WHAT NEEDS TO BE DONE. The word "ErrorKind": say how many lines of the data below contain it, and give the number alone.

RECORDS FOR THIS EXERCISE.
┄┄┄┄┄┄┄┄┄┄┄┄┄┄┄┄┄┄┄┄

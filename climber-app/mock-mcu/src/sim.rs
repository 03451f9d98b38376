//! Simulated robot hardware: a shared I2C bus with up to five ranging sensors
//! behind XSHUT lines, and a spectral sensor that drives over a looping track.

use std::{cell::RefCell, convert::Infallible, rc::Rc};

use climber_core::utils::controllers::{
    color::LedCurrent,
    tof::{RangingResult, FACTORY_ADDRESS, RANGE_STATUS_VALID, TOF_COUNT},
    ReferenceProfiles, RangingDevice, SpectralSensor, TofPosition,
};
use embassy_time::{Duration, Instant};
use embedded_hal::{
    digital::{self, OutputPin},
    i2c::{self, ErrorKind, I2c, NoAcknowledgeSource, Operation},
};
use embedded_hal_bus::i2c::RefCellDevice;

const REG_DEVICE_ADDRESS: [u8; 2] = [0x00, 0x01];
const REG_MODEL_ID: [u8; 2] = [0x01, 0x0F];
const REG_INTERRUPT_CLEAR: [u8; 2] = [0x00, 0x86];
const REG_SYSTEM_START: [u8; 2] = [0x00, 0x87];
const REG_RANGE_STATUS: [u8; 2] = [0x00, 0x89];

const RANGING_PERIOD: Duration = Duration::from_millis(33);
const INTEGRATION_TIME: Duration = Duration::from_millis(28);
const SURFACE_TIME: Duration = Duration::from_secs(3);

/// Surfaces under the color sensor, in track order, as calibrated channel values.
const TRACK: [(&str, [f32; 6]); 6] = [
    ("white", [170.0, 168.0, 166.0, 165.0, 166.0, 165.0]),
    ("red", [30.0, 28.0, 40.0, 95.0, 230.0, 277.0]),
    ("blue", [210.0, 190.0, 95.0, 45.0, 30.0, 30.0]),
    ("black tape", [4.0, 4.0, 3.5, 3.5, 3.0, 3.0]),
    ("silver foil", [280.0, 282.0, 278.0, 276.0, 270.0, 268.0]),
    ("red in shadow", [4.0, 3.5, 5.0, 9.0, 10.0, 11.0]),
];

/// References matching the simulated track, as an export would print them.
pub const SIM_REFERENCES: ReferenceProfiles = ReferenceProfiles::from_static(
    [170.0, 168.0, 166.0, 165.0, 166.0, 165.0],
    [30.0, 28.0, 40.0, 95.0, 230.0, 277.0],
    [210.0, 190.0, 95.0, 45.0, 30.0, 30.0],
    [4.0, 4.0, 3.5, 3.5, 3.0, 3.0],
);

/// Electrical state of the ranging sensors.
pub struct Rig {
    wired: [bool; TOF_COUNT],
    powered: [bool; TOF_COUNT],
    addresses: [u8; TOF_COUNT],
    pub clock_hz: u32,
}

pub type SharedRig = Rc<RefCell<Rig>>;

impl Rig {
    pub fn shared(wired: [bool; TOF_COUNT]) -> SharedRig {
        Rc::new(RefCell::new(Self {
            wired,
            powered: [true; TOF_COUNT],
            addresses: [FACTORY_ADDRESS; TOF_COUNT],
            clock_hz: 400_000,
        }))
    }

    /// Slot answering at `address`. Two powered sensors on one address collide.
    fn responder(
        &self,
        address: u8,
    ) -> Result<usize, ErrorKind> {
        let mut hits = (0..TOF_COUNT)
            .filter(|&i| self.wired[i] && self.powered[i] && self.addresses[i] == address);
        match (hits.next(), hits.next()) {
            (Some(i), None) => Ok(i),
            (Some(_), Some(_)) => Err(ErrorKind::ArbitrationLoss),
            _ => Err(ErrorKind::NoAcknowledge(NoAcknowledgeSource::Address)),
        }
    }
}

/// I2C controller wired to the simulated sensors.
pub struct SimBus {
    rig: SharedRig,
}

impl SimBus {
    pub fn new(rig: SharedRig) -> Self {
        Self { rig }
    }
}

impl i2c::ErrorType for SimBus {
    type Error = ErrorKind;
}

impl I2c for SimBus {
    fn transaction(
        &mut self,
        address: u8,
        operations: &mut [Operation<'_>],
    ) -> Result<(), Self::Error> {
        let mut rig = self.rig.borrow_mut();
        let slot = rig.responder(address)?;
        for op in operations {
            match op {
                Operation::Write(bytes) => {
                    if let [hi, lo, new] = bytes {
                        if [*hi, *lo] == REG_DEVICE_ADDRESS {
                            rig.addresses[slot] = *new;
                        }
                    }
                }
                Operation::Read(buf) => buf.fill(0),
            }
        }
        Ok(())
    }
}

/// XSHUT line of one sensor. Low holds the sensor in reset and forgets its address.
pub struct SimXshut {
    rig: SharedRig,
    slot: usize,
}

impl SimXshut {
    pub fn new(
        rig: SharedRig,
        slot: usize,
    ) -> Self {
        Self { rig, slot }
    }
}

impl digital::ErrorType for SimXshut {
    type Error = Infallible;
}

impl OutputPin for SimXshut {
    fn set_low(&mut self) -> Result<(), Self::Error> {
        let mut rig = self.rig.borrow_mut();
        rig.powered[self.slot] = false;
        rig.addresses[self.slot] = FACTORY_ADDRESS;
        Ok(())
    }

    fn set_high(&mut self) -> Result<(), Self::Error> {
        self.rig.borrow_mut().powered[self.slot] = true;
        Ok(())
    }
}

/// Ranging driver talking to one simulated sensor over the shared bus.
pub struct SimRanger<'a> {
    position: TofPosition,
    bus: RefCellDevice<'a, SimBus>,
    address: u8,
    ready_at: Option<Instant>,
    count: u32,
}

impl<'a> SimRanger<'a> {
    pub fn new(
        position: TofPosition,
        bus: RefCellDevice<'a, SimBus>,
    ) -> Self {
        Self {
            position,
            bus,
            address: FACTORY_ADDRESS,
            ready_at: None,
            count: 0,
        }
    }

    fn arm(&mut self) {
        self.ready_at = Some(Instant::now() + RANGING_PERIOD);
    }

    /// Slowly swinging obstacle, occasionally out of range or too close to trust.
    fn model(&self) -> RangingResult {
        if self.count % 12 == 11 {
            return RangingResult {
                objects_found: 0,
                range_status: RANGE_STATUS_VALID,
                range_mm: 0,
            };
        }
        let t = Instant::now().as_millis() as f32 / 1000.0;
        let phase = self.position.index() as f32;
        let range_mm = (220.0 + 180.0 * (t * 0.7 + phase).sin()) as i16;
        RangingResult {
            objects_found: 1,
            range_status: if range_mm < 60 { 4 } else { RANGE_STATUS_VALID },
            range_mm,
        }
    }
}

impl RangingDevice for SimRanger<'_> {
    type Error = ErrorKind;

    fn init(
        &mut self,
        address: u8,
    ) -> Result<(), Self::Error> {
        let mut id = [0u8; 2];
        self.bus.write_read(address, &REG_MODEL_ID, &mut id)?;
        self.address = address;
        Ok(())
    }

    fn set_device_address(
        &mut self,
        address: u8,
    ) -> Result<(), Self::Error> {
        let [hi, lo] = REG_DEVICE_ADDRESS;
        self.bus.write(self.address, &[hi, lo, address])?;
        self.address = address;
        Ok(())
    }

    fn start_measurement(&mut self) -> Result<(), Self::Error> {
        let [hi, lo] = REG_SYSTEM_START;
        self.bus.write(self.address, &[hi, lo, 0x40])?;
        self.arm();
        Ok(())
    }

    fn measurement_data_ready(&mut self) -> Result<bool, Self::Error> {
        Ok(self.ready_at.is_some_and(|at| Instant::now() >= at))
    }

    fn ranging_result(&mut self) -> Result<RangingResult, Self::Error> {
        let mut raw = [0u8; 4];
        self.bus.write_read(self.address, &REG_RANGE_STATUS, &mut raw)?;
        self.count = self.count.wrapping_add(1);
        Ok(self.model())
    }

    fn clear_interrupt_and_start_measurement(&mut self) -> Result<(), Self::Error> {
        let [hi, lo] = REG_INTERRUPT_CLEAR;
        self.bus.write(self.address, &[hi, lo, 0x01])?;
        self.arm();
        Ok(())
    }
}

/// Spectral sensor looking at [`TRACK`], one surface every few seconds.
pub struct SimSpectral {
    origin: Instant,
    ready_at: Option<Instant>,
    illumination: bool,
    current: LedCurrent,
    surface: usize,
}

impl SimSpectral {
    pub fn new() -> Self {
        Self {
            origin: Instant::now(),
            ready_at: None,
            illumination: false,
            current: LedCurrent::Ma12_5,
            surface: usize::MAX,
        }
    }
}

impl SpectralSensor for SimSpectral {
    type Error = Infallible;

    fn init(&mut self) -> Result<(), Self::Error> {
        Ok(())
    }

    fn start_measurement(&mut self) -> Result<(), Self::Error> {
        self.ready_at = Some(Instant::now() + INTEGRATION_TIME);
        Ok(())
    }

    fn data_ready(&mut self) -> Result<bool, Self::Error> {
        Ok(self.ready_at.is_some_and(|at| Instant::now() >= at))
    }

    fn read_calibrated(&mut self) -> Result<[f32; 6], Self::Error> {
        self.ready_at = None;
        let elapsed = self.origin.elapsed();
        let surface = (elapsed.as_millis() / SURFACE_TIME.as_millis()) as usize % TRACK.len();
        if surface != self.surface {
            tracing::info!("sim: driving onto {}", TRACK[surface].0);
            self.surface = surface;
        }

        let gain = if self.illumination {
            1.0 + 0.1 * self.current as u8 as f32
        } else {
            0.4
        };
        let ripple = 1.0 + 0.02 * (elapsed.as_millis() as f32 / 50.0).sin();
        Ok(TRACK[surface].1.map(|c| c * gain * ripple))
    }

    fn set_illumination(
        &mut self,
        on: bool,
    ) -> Result<(), Self::Error> {
        self.illumination = on;
        Ok(())
    }

    fn set_led_current(
        &mut self,
        current: LedCurrent,
    ) -> Result<(), Self::Error> {
        self.current = current;
        Ok(())
    }

    fn die_temperature(&mut self) -> Result<f32, Self::Error> {
        Ok(31.0 + self.current as u8 as f32 * 0.5)
    }
}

┄┄┄┄┄┄┄┄┄┄┄┄┄┄┄┄┄┄┄┄

EXERCISE RESULT. 6